Yes, the title says it all. With no lawn mower, and no money you too can actually start a basic lawn care business. Here’s how I did it.

It’s pretty simple actually; all you need is a pair of good shoes, a willingness to go get customers, and a willingness to work and reinvest what you earn.

No, it’s not THAT simple – it does take some work. Along the same lines as I wrote in this post about how to start a winter maintenance business, you need to figure out a way to get your first customers. If you do start the winter biz first, you already have a potential base for the lawn business; that’s how I started mine. If not, then go read that post and you can figure out the details for starting this one.

But the short version here is that you post flyers, knock on doors and literally sell yourself. Seriously, sell yourself as an extra set of hands willing to work on the lawn. This was the best selling point for me. I started out with the basic notion that there were people who had the mower, gas and so forth – but just didn’t have the time or energy to do the work. That’s your potential client base. That’s who you want to aim for.  

When I started the previous winter I found some people willing to let me mow their grass using their lawn mowers. You simply make an agreement with them that they provide the mower, fuel, and oil; while you provide the time, footwork and some minor maintenance to keep the mower running. You charge only for your labor because you’re not providing anything else. I charged $10 per hour back in 2001; and I’m pretty sure the price has gone up since then. But basically figure out how long it takes you to do the customers lawn and charge an hourly rate times the amount of hours. Most of the places I had were in town so they only took about an hour or less. Don’t charge below the hourly cost even if it doesn’t take an hour; that becomes pure extra. I had a library whose green space took me around twenty minutes and I made $10 per week; find a couple of those types of lawns and you’re running at $20 an hour!

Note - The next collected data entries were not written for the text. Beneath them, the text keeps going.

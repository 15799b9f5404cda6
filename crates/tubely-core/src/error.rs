//! Error types module
//!
//! This module provides the core error type used throughout Tubely. Every failure of
//! the ingestion pipeline ends up as one `AppError` variant, and each variant describes
//! its own HTTP presentation through [`ErrorMetadata`].
//!
//! The `Database` variant and `From<sqlx::Error>` are gated behind the `sqlx` feature.

use std::io;

#[cfg(feature = "sqlx")]
use sqlx::Error as SqlxError;

/// Log level for error reporting
#[derive(Debug, Clone, Copy, PartialEq, Eq)]
pub enum LogLevel {
    /// Debug level - for expected errors like validation failures
    Debug,
    /// Warning level - for rejected but well-formed requests
    Warn,
    /// Error level - for unexpected failures
    Error,
}

/// Metadata for error responses - defines how an error should be presented
pub trait ErrorMetadata {
    /// HTTP status code to return
    fn http_status_code(&self) -> u16;

    /// Machine-readable error code (e.g., "STORAGE_ERROR")
    fn error_code(&self) -> &'static str;

    /// Whether the client may retry the same request
    fn is_recoverable(&self) -> bool;

    /// Suggested action for the client
    fn suggested_action(&self) -> Option<&'static str>;

    /// Client-facing message (may differ from internal error message)
    fn client_message(&self) -> String;

    /// Whether details should be hidden in production
    fn is_sensitive(&self) -> bool;

    /// Log level for this error
    fn log_level(&self) -> LogLevel;
}

#[derive(Debug, thiserror::Error)]
pub enum AppError {
    #[cfg(feature = "sqlx")]
    #[error("Database error: {0}")]
    Database(#[source] SqlxError),

    #[cfg(not(feature = "sqlx"))]
    #[error("Database error: {0}")]
    Database(String),

    /// The record update after a successful upload did not go through.
    #[error("Persistence error: {0}")]
    Persistence(String),

    #[error("Storage error: {0}")]
    Storage(String),

    #[error("Probe error: {0}")]
    Probe(String),

    #[error("Processing error: {0}")]
    Processing(String),

    #[error("Invalid input: {0}")]
    InvalidInput(String),

    #[error("Not found: {0}")]
    NotFound(String),

    #[error("File too large: {0}")]
    PayloadTooLarge(String),

    #[error("Unauthorized: {0}")]
    Unauthorized(String),

    #[error("Forbidden: {0}")]
    Forbidden(String),

    #[error("Internal error: {0}")]
    Internal(String),
}

#[cfg(feature = "sqlx")]
impl From<SqlxError> for AppError {
    fn from(err: SqlxError) -> Self {
        AppError::Database(err)
    }
}

impl From<io::Error> for AppError {
    fn from(err: io::Error) -> Self {
        AppError::Internal(format!("IO error: {}", err))
    }
}

/// Static metadata for each variant: (http_status, error_code, recoverable, suggested_action, sensitive, log_level).
fn app_error_static_metadata(
    err: &AppError,
) -> (
    u16,
    &'static str,
    bool,
    Option<&'static str>,
    bool,
    LogLevel,
) {
    match err {
        AppError::Database(_) => (
            500,
            "DATABASE_ERROR",
            true,
            Some("Retry after a short delay"),
            true,
            LogLevel::Error,
        ),
        AppError::Persistence(_) => (
            500,
            "PERSISTENCE_ERROR",
            true,
            Some("Upload the file again"),
            true,
            LogLevel::Error,
        ),
        AppError::Storage(_) => (
            502,
            "STORAGE_ERROR",
            true,
            Some("Retry after a short delay"),
            true,
            LogLevel::Error,
        ),
        AppError::Probe(_) => (
            500,
            "PROBE_ERROR",
            false,
            Some("Check that the file is a valid video"),
            true,
            LogLevel::Error,
        ),
        AppError::Processing(_) => (
            500,
            "PROCESSING_ERROR",
            false,
            Some("Check that the file is a valid video"),
            true,
            LogLevel::Error,
        ),
        AppError::InvalidInput(_) => (
            400,
            "INVALID_INPUT",
            false,
            Some("Check request parameters and try again"),
            false,
            LogLevel::Debug,
        ),
        AppError::NotFound(_) => (
            404,
            "NOT_FOUND",
            false,
            Some("Verify the resource ID exists"),
            false,
            LogLevel::Debug,
        ),
        AppError::PayloadTooLarge(_) => (
            413,
            "PAYLOAD_TOO_LARGE",
            false,
            Some("Reduce file size and try again"),
            false,
            LogLevel::Debug,
        ),
        AppError::Unauthorized(_) => (
            401,
            "UNAUTHORIZED",
            false,
            Some("Check the bearer token"),
            false,
            LogLevel::Debug,
        ),
        AppError::Forbidden(_) => (
            403,
            "FORBIDDEN",
            false,
            None,
            false,
            LogLevel::Warn,
        ),
        AppError::Internal(_) => (
            500,
            "INTERNAL_ERROR",
            true,
            Some("Retry after a short delay"),
            true,
            LogLevel::Error,
        ),
    }
}

impl AppError {
    /// Get the error type name for detailed error responses
    pub fn error_type(&self) -> &str {
        match self {
            AppError::Database(_) => "Database",
            AppError::Persistence(_) => "Persistence",
            AppError::Storage(_) => "Storage",
            AppError::Probe(_) => "Probe",
            AppError::Processing(_) => "Processing",
            AppError::InvalidInput(_) => "InvalidInput",
            AppError::NotFound(_) => "NotFound",
            AppError::PayloadTooLarge(_) => "PayloadTooLarge",
            AppError::Unauthorized(_) => "Unauthorized",
            AppError::Forbidden(_) => "Forbidden",
            AppError::Internal(_) => "Internal",
        }
    }

    /// Get detailed error information including error chain
    pub fn detailed_message(&self) -> String {
        use std::error::Error;

        let mut details = self.to_string();

        let mut source = self.source();
        let mut depth = 0;
        while let Some(err) = source {
            depth += 1;
            if depth > 5 {
                details.push_str("\n  ... (truncated)");
                break;
            }
            details.push_str(&format!("\n  Caused by: {}", err));
            source = err.source();
        }

        details
    }
}

impl ErrorMetadata for AppError {
    fn http_status_code(&self) -> u16 {
        app_error_static_metadata(self).0
    }

    fn error_code(&self) -> &'static str {
        app_error_static_metadata(self).1
    }

    fn is_recoverable(&self) -> bool {
        app_error_static_metadata(self).2
    }

    fn suggested_action(&self) -> Option<&'static str> {
        app_error_static_metadata(self).3
    }

    fn is_sensitive(&self) -> bool {
        app_error_static_metadata(self).4
    }

    fn log_level(&self) -> LogLevel {
        app_error_static_metadata(self).5
    }

    fn client_message(&self) -> String {
        match self {
            AppError::Database(_) => "Failed to access database".to_string(),
            AppError::Persistence(_) => "Failed to update video record".to_string(),
            AppError::Storage(_) => "Failed to store file".to_string(),
            AppError::Probe(_) => "Unable to read video geometry".to_string(),
            AppError::Processing(_) => "Error processing video for fast start".to_string(),
            AppError::InvalidInput(ref msg) => msg.clone(),
            AppError::NotFound(ref msg) => msg.clone(),
            AppError::PayloadTooLarge(ref msg) => msg.clone(),
            AppError::Unauthorized(ref msg) => msg.clone(),
            AppError::Forbidden(ref msg) => msg.clone(),
            AppError::Internal(_) => "Internal server error".to_string(),
        }
    }
}
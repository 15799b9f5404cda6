//! Tubely Media Processing Library
//!
//! Ingestion pipelines for videos and thumbnails: staging of the uploaded body, geometry
//! probing and aspect classification, faststart remuxing, and publishing to storage.

pub mod error;
pub mod staging;
mod tool;
pub mod upload;
pub mod video;

// Re-export commonly used types
pub use error::{ProcessingError, ToolStage};
pub use staging::{stage, StagedFile};
pub use upload::{AuthorizedUpload, IngestService, IngestSettings, Publisher};
pub use video::{
    parse_probe_output, AspectRatio, FfmpegRemuxer, FfprobeProber, Geometry, GeometryProber,
    OptimizedFile, Remuxer,
};
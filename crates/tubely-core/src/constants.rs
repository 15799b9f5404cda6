//! Application-wide constants.

/// Request body cap for video uploads (1 GiB).
pub const DEFAULT_MAX_VIDEO_SIZE_BYTES: u64 = 1 << 30;

/// Request body cap for thumbnail uploads (10 MiB).
pub const DEFAULT_MAX_THUMBNAIL_SIZE_BYTES: u64 = 10 << 20;

/// Multipart part names.
pub const VIDEO_PART_NAME: &str = "video";
pub const THUMBNAIL_PART_NAME: &str = "thumbnail";

/// Number of random bytes behind every storage basename.
pub const STORAGE_KEY_RANDOM_BYTES: usize = 32;

/// Prefix for scratch files created while staging uploads.
pub const SCRATCH_FILE_PREFIX: &str = "tubely-";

Anyhow, after a few short weeks of lawn mowing, I was getting asked about trimming, cutting shrubs and other work around the yard. Honestly, if they have the equipment, go for it. Keep the hourly cost thing in mind. Remember, figure out how long it would take to do that job and multiply by your price.

And in most cases – poof, instant cash! DO NOT TAKE CHECKS. You want to make this a cash business. There are times when you will be paid monthly, like with my library customer and a couple of businesses I worked for. That’s okay as long as they understand to pay in cash. You can hand out receipts for those guys; they write it off on their taxes and such.

If you want to grow bigger, reinvest the money in a used mower. Keep the client base close to home if possible if you are using your own equipment. I used to push my mower to the customer’s house to do lawn work. Oh, and add some money to the cost because you are using your equipment now; add like half the hourly cost if you go this route.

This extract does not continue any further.